━━ Supplied data ━━
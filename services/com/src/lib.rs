#![cfg_attr(target_os = "none", no_std)]

/// This is the API that other servers use to call the COM. Read this code as if you
/// are calling these functions inside a different process.

pub mod api;

use api::BattStats;
use xous::{send_message, Error, CID};

pub fn power_off_soc(cid: CID) -> Result<(), xous::Error> {
    send_message(cid, api::Opcode::PowerOffSoc.into()).map(|_| ())
}

pub fn get_batt_stats(cid: CID) -> Result<BattStats, xous::Error> {
    let response = send_message(cid, api::Opcode::BattStats.into())?;
    if let xous::Result::Scalar2(upper, lower) = response {
        let raw_stats: [usize; 2] = [lower, upper];
        Ok(raw_stats.into())
    } else {
        panic!("unexpected return value: {:#?}", response);
    }
}

/*
pub fn elapsed_ms(cid: CID) -> Result<u64, Error> {
    let response = send_message(cid, api::Opcode::ElapsedMs.into())?;
    if let xous::Result::Scalar2(upper, lower) = response {
        Ok(upper as u64 | ((lower as u64) << 32))
    } else {
        panic!("unexpected return value: {:#?}", response);
    }
}

pub fn reset(cid: CID) -> Result<(), xous::Error> {
    send_message(cid, api::Opcode::Reset.into()).map(|_| ())
}

pub fn sleep_ms(cid: CID, ms: usize) -> Result<(), xous::Error> {
    send_message(cid, api::Opcode::SleepMs(ms).into()).map(|_| ())
}
*/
━━━
● About this exercise:
Restate, word for word and with nothing added, the lines from the beginning of the records above through the line that contains "pub fn get_batt_stats(cid: CID)".

● Answer to this exercise:
filename services/com/src/lib.rs
#![cfg_attr(target_os = "none", no_std)]

/// This is the API that other servers use to call the COM. Read this code as if you
/// are calling these functions inside a different process.

pub mod api;

use api::BattStats;
use xous::{send_message, Error, CID};

pub fn power_off_soc(cid: CID) -> Result<(), xous::Error> {
    send_message(cid, api::Opcode::PowerOffSoc.into()).map(|_| ())
}

pub fn get_batt_stats(cid: CID) -> Result<BattStats, xous::Error> {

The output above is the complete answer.